Parabolic reflectors really aren't needed for this application, nor will they work well to give a parallel beam into the tank. Since all bulbs have considerable thickness, and are coated with phosphors which do the radiating, they are no where near a line source of light. Much easier to design and build is a reflector consisting of flat surfaces, much as AHS reflectors are. The goal is to catch the light from the back half of the bulb and re-direct it towards the tank, without it striking the bulb. You can check its effectiveness by looking at the reflector with the bulb installed and see if you see all surfaces of the bulb. Any light entering the tank at an angle even close to 90 degrees will be effective. A bigger problem is how to get a great reflective surface, one that reflects 90% of the light that hits it. Highly polished aluminum will do that, and very good quality aluminized mylar will come close.


----------



## fishstein (Dec 12, 2005)

Thanks very much for the good suggestions. I should have specified any good reflector. It needn't be parabolic. IMHO AH Supply have the best reflectors I've seen so far. I may adapt their 22" reflectors. 

2 22" reflectors may work better than a single 48" for me because I have a support beam running over the lights right in the middle of my hood which wouldn't allow easy installation of a single 48" long reflector.
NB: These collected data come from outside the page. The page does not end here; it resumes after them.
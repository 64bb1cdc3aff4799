//! Error types for the linesearch library.

use std::path::PathBuf;

use thiserror::Error;

/// Result type alias used throughout the library.
pub type Result<T> = std::result::Result<T, SearchError>;

/// Errors produced while loading a dataset, reading configuration or
/// interpreting user input.
///
/// Matching itself never fails: a query that selects nothing yields an
/// empty [`MatchSet`](crate::MatchSet), not an error.
#[derive(Debug, Error)]
pub enum SearchError {
    /// Underlying I/O failure.
    #[error("I/O error: {0}")]
    Io(#[from] std::io::Error),

    /// The dataset source does not exist.
    #[error("dataset not found: {}", path.display())]
    NotFound { path: PathBuf },

    /// The strategy name is not one of ALL, ANY or NONE.
    #[error("invalid search strategy: '{0}'")]
    InvalidStrategy(String),

    /// The configuration could not be parsed or holds invalid values.
    #[error("invalid configuration: {0}")]
    InvalidConfig(String),
}

impl SearchError {
    pub fn not_found(path: impl Into<PathBuf>) -> Self {
        SearchError::NotFound { path: path.into() }
    }

    pub fn invalid_strategy(input: impl Into<String>) -> Self {
        SearchError::InvalidStrategy(input.into())
    }

    pub fn invalid_config(msg: impl Into<String>) -> Self {
        SearchError::InvalidConfig(msg.into())
    }

    /// Whether this error means the dataset source is missing.
    pub fn is_not_found(&self) -> bool {
        matches!(self, SearchError::NotFound { .. })
    }
}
I very much believe in and enjoy DIY but I have very little free time these days to devote to a DIY project.


----------



## ruki (Jul 4, 2006)

of couple of thoughts

*PC bulbs and parabolic reflectors*
AHSupply uses Power Compact lamps for most (all?) of their reflectors. Parabolic reflectors make little sense for a non-linear bulbs. PC curve back against themselves and have light emitted from one side of the bend back across the gap and into the other side. This wastes light and warms the tube a bit. Generally a sucky situation for a reflector.
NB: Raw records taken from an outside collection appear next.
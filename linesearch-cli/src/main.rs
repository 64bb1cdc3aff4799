mod cli;
mod commands;
mod context;
mod input;
mod output;

use std::io::{self, Write};

use anyhow::Result;
use clap::Parser;
use tracing_subscriber::EnvFilter;

use crate::cli::{Cli, Command};
use crate::commands::{menu, search};

fn main() -> Result<()> {
    // Logs go to stderr so they never mix with results.
    tracing_subscriber::fmt()
        .with_env_filter(
            EnvFilter::try_from_default_env().unwrap_or_else(|_| EnvFilter::new("warn")),
        )
        .with_writer(io::stderr)
        .init();

    let cli = Cli::parse();
    let format = cli.format;
    let engine = context::open_engine(&cli.data, cli.config.as_deref())?;

    match cli.command.unwrap_or(Command::Menu) {
        Command::Menu => menu::run_stdin(&engine, format),
        Command::Search(cmd) => search::run(cmd, &engine, format),
        Command::List => {
            let stdout = io::stdout();
            let mut out = stdout.lock();
            output::print_records(&mut out, engine.records(), format)?;
            out.flush()?;
            Ok(())
        }
    }
}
*Linear bulbs and parabolic reflectors*
With a linear tube, a pure parabolic reflector will still send some of the light back at the tube, wasting light and warming the tube again. Smaller tubs are better ( T5 vs T8 ) since they are smaller target, but still this wastes light.
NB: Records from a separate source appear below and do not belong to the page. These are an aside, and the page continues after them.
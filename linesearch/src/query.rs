//! Queries and matching strategies.

use std::fmt;
use std::str::FromStr;

use serde::{Deserialize, Serialize};

use crate::analysis::tokenize;
use crate::error::SearchError;

/// How the terms of a query combine to select records.
#[derive(Debug, Clone, Copy, PartialEq, Eq, Hash, Serialize, Deserialize)]
#[serde(rename_all = "UPPERCASE")]
pub enum MatchStrategy {
    /// The first term must be a token of the record and every other term a
    /// case-insensitive substring of it.
    All,
    /// At least one term must be a token of the record.
    Any,
    /// No term may be a token of the record.
    None,
}

impl MatchStrategy {
    /// All strategies in menu order.
    pub const VARIANTS: [MatchStrategy; 3] =
        [MatchStrategy::All, MatchStrategy::Any, MatchStrategy::None];

    pub fn as_str(&self) -> &'static str {
        match self {
            MatchStrategy::All => "ALL",
            MatchStrategy::Any => "ANY",
            MatchStrategy::None => "NONE",
        }
    }
}

impl fmt::Display for MatchStrategy {
    fn fmt(&self, f: &mut fmt::Formatter<'_>) -> fmt::Result {
        f.write_str(self.as_str())
    }
}

impl FromStr for MatchStrategy {
    type Err = SearchError;

    fn from_str(s: &str) -> Result<Self, Self::Err> {
        match s.trim().to_uppercase().as_str() {
            "ALL" => Ok(MatchStrategy::All),
            "ANY" => Ok(MatchStrategy::Any),
            "NONE" => Ok(MatchStrategy::None),
            _ => Err(SearchError::invalid_strategy(s.trim())),
        }
    }
}

/// A tokenized search query.
///
/// Terms are produced by the same analysis as indexed records and keep
/// their input order; repeated terms are not collapsed.
#[derive(Debug, Clone, Default, PartialEq, Eq)]
pub struct Query {
    terms: Vec<String>,
}

impl Query {
    /// Parse raw user input into a query.
    pub fn parse(input: &str) -> Self {
        Query {
            terms: tokenize(input).collect(),
        }
    }

    pub fn terms(&self) -> &[String] {
        &self.terms
    }

    pub fn first(&self) -> Option<&str> {
        self.terms.first().map(String::as_str)
    }

    /// Every term after the first.
    pub fn rest(&self) -> &[String] {
        self.terms.get(1..).unwrap_or(&[])
    }

    pub fn len(&self) -> usize {
        self.terms.len()
    }

    pub fn is_empty(&self) -> bool {
        self.terms.is_empty()
    }
}

impl fmt::Display for Query {
    fn fmt(&self, f: &mut fmt::Formatter<'_>) -> fmt::Result {
        f.write_str(&self.terms.join(" "))
    }
}

#[cfg(test)]
mod tests {
    use super::*;

    #[test]
    fn test_strategy_parse_case_insensitive() {
        assert_eq!("all".parse::<MatchStrategy>().unwrap(), MatchStrategy::All);
        assert_eq!("Any".parse::<MatchStrategy>().unwrap(), MatchStrategy::Any);
        assert_eq!(" NONE \n".parse::<MatchStrategy>().unwrap(), MatchStrategy::None);
    }

    #[test]
    fn test_strategy_parse_invalid() {
        let err = "some".parse::<MatchStrategy>().unwrap_err();
        assert!(matches!(err, SearchError::InvalidStrategy(ref s) if s == "some"));
        assert!("".parse::<MatchStrategy>().is_err());
    }

    #[test]
    fn test_strategy_display_roundtrip() {
        for strategy in MatchStrategy::VARIANTS {
            assert_eq!(strategy.to_string().parse::<MatchStrategy>().unwrap(), strategy);
        }
    }

    #[test]
    fn test_query_parse() {
        let query = Query::parse("  Ann   JONES ");
        assert_eq!(query.terms(), &["ann".to_string(), "jones".to_string()]);
        assert_eq!(query.first(), Some("ann"));
        assert_eq!(query.rest(), &["jones".to_string()]);
        assert_eq!(query.to_string(), "ann jones");
    }

    #[test]
    fn test_empty_query() {
        let query = Query::parse("   ");
        assert!(query.is_empty());
        assert_eq!(query.first(), None);
        assert!(query.rest().is_empty());
    }
}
Optimally, you want to have a parabolic shape for most of the reflector, except for the part directly above the bulb, that part as an inverted V shape. I believe this approach is what makes the TekLight reflector better than most.

Another thing consider is a light enclosure that acts as a heat sink for the bulb and/or ballast. That way you don't need to waste energy powering a fan to cool the fixture. The TekLight also does this.

TekLights are pricey, but a good DIYer should be able to make something similar with access to metal bending tools.


----------



## fsnow55 (Jul 30, 2006)

This might be silly, I don't know... How 'bout just flat mirrors pasted at the back? esp. since mirrors reflect light well. I have the same setup (white painted hood) and have the same problem (4 T8s for a 100g tank).


----------



## ruki (Jul 4, 2006)

fsnow55 said:


> This might be silly, I don't know... How 'bout just flat mirrors pasted at the back? esp. since mirrors reflect light well. I have the same setup (white painted hood) and have the same problem (4 T8s for a 100g tank).


That will work somewhat, but won't be optimal for sending light down into the tank. Do the angle of incidence thing with a cross section and see how much light gets sent straight down versus back at the tube. It takes time to come up with something close to optimal, so it might just good enough for practical purposes though.


----------



## hoppycalif (Apr 7, 2005)

With a piece of paper, straight edge and a protractor you can do a ray tracing experiment to design a good reflector shape made of flat mirrors. You only need to do it for half of the bulb/reflector. Just remember that a light ray will reflect off at the same angle that it strikes the mirror. And, assume all of the light is emitted at a right angle to the surface of the bulb. I have spent many hours playing with this!!


----------